Work to complete »
The records below must be copied out completely and exactly.

Data shown »

//! Status lattice for check results
//!
//! Levels are STABLE: 1 (ok) through 5 (critical).
//! They are persisted in JSON output, so never renumber them.

use serde::{Deserialize, Serialize};

use crate::report::ReportError;

/// Outcome severity of a single check
#[derive(Debug, Clone, Copy, PartialEq, Eq, PartialOrd, Ord, Hash, Serialize, Deserialize)]
#[serde(rename_all = "lowercase")]
pub enum Status {
    /// Nothing to report
    Ok = 1,

    /// Informational, no action needed
    Info = 2,

    /// Worth a look when convenient
    Concern = 3,

    /// Should be fixed
    Warning = 4,

    /// Must be fixed
    Critical = 5,
}

impl Status {
    /// All statuses, lowest first
    pub const ALL: [Status; 5] = [
        Status::Ok,
        Status::Info,
        Status::Concern,
        Status::Warning,
        Status::Critical,
    ];

    /// Numeric level in `1..=5`
    pub fn level(self) -> u8 {
        self as u8
    }

    /// Build a status from its numeric level
    pub fn from_level(level: u8) -> Result<Self, ReportError> {
        match level {
            1 => Ok(Self::Ok),
            2 => Ok(Self::Info),
            3 => Ok(Self::Concern),
            4 => Ok(Self::Warning),
            5 => Ok(Self::Critical),
            other => Err(ReportError::InvalidStatus(other)),
        }
    }

    /// Human-readable label
    pub fn label(self) -> &'static str {
        match self {
            Self::Ok => "Ok",
            Self::Info => "Info",
            Self::Concern => "Concern",
            Self::Warning => "Warning",
            Self::Critical => "Critical",
        }
    }

    /// Parse a label, ignoring case
    pub fn from_label(label: &str) -> Option<Self> {
        Self::ALL
            .into_iter()
            .find(|status| status.label().eq_ignore_ascii_case(label.trim()))
    }
}

impl TryFrom<u8> for Status {
    type Error = ReportError;

    fn try_from(level: u8) -> Result<Self, Self::Error> {
        Self::from_level(level)
    }
}

impl Default for Status {
    fn default() -> Self {
        Self::Ok
    }
}

impl std::fmt::Display for Status {
    fn fmt(&self, f: &mut std::fmt::Formatter<'_>) -> std::fmt::Result {
        f.write_str(self.label())
    }
}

Answer to this task »
//! Status lattice for check results
//!
//! Levels are STABLE: 1 (ok) through 5 (critical).
//! They are persisted in JSON output, so never renumber them.

use serde::{Deserialize, Serialize};

use crate::report::ReportError;

/// Outcome severity of a single check
#[derive(Debug, Clone, Copy, PartialEq, Eq, PartialOrd, Ord, Hash, Serialize, Deserialize)]
#[serde(rename_all = "lowercase")]
pub enum Status {
    /// Nothing to report
    Ok = 1,

    /// Informational, no action needed
    Info = 2,

    /// Worth a look when convenient
    Concern = 3,

    /// Should be fixed
    Warning = 4,

    /// Must be fixed
    Critical = 5,
}

impl Status {
    /// All statuses, lowest first
    pub const ALL: [Status; 5] = [
        Status::Ok,
        Status::Info,
        Status::Concern,
        Status::Warning,
        Status::Critical,
    ];

    /// Numeric level in `1..=5`
    pub fn level(self) -> u8 {
        self as u8
    }

    /// Build a status from its numeric level
    pub fn from_level(level: u8) -> Result<Self, ReportError> {
        match level {
            1 => Ok(Self::Ok),
            2 => Ok(Self::Info),
            3 => Ok(Self::Concern),
            4 => Ok(Self::Warning),
            5 => Ok(Self::Critical),
            other => Err(ReportError::InvalidStatus(other)),
        }
    }

    /// Human-readable label
    pub fn label(self) -> &'static str {
        match self {
            Self::Ok => "Ok",
            Self::Info => "Info",
            Self::Concern => "Concern",
            Self::Warning => "Warning",
            Self::Critical => "Critical",
        }
    }

    /// Parse a label, ignoring case
    pub fn from_label(label: &str) -> Option<Self> {
        Self::ALL
            .into_iter()
            .find(|status| status.label().eq_ignore_ascii_case(label.trim()))
    }
}

impl TryFrom<u8> for Status {
    type Error = ReportError;

    fn try_from(level: u8) -> Result<Self, Self::Error> {
        Self::from_level(level)
    }
}

impl Default for Status {
    fn default() -> Self {
        Self::Ok
    }
}

impl std::fmt::Display for Status {
    fn fmt(&self, f: &mut std::fmt::Formatter<'_>) -> std::fmt::Result {
        f.write_str(self.label())
    }
}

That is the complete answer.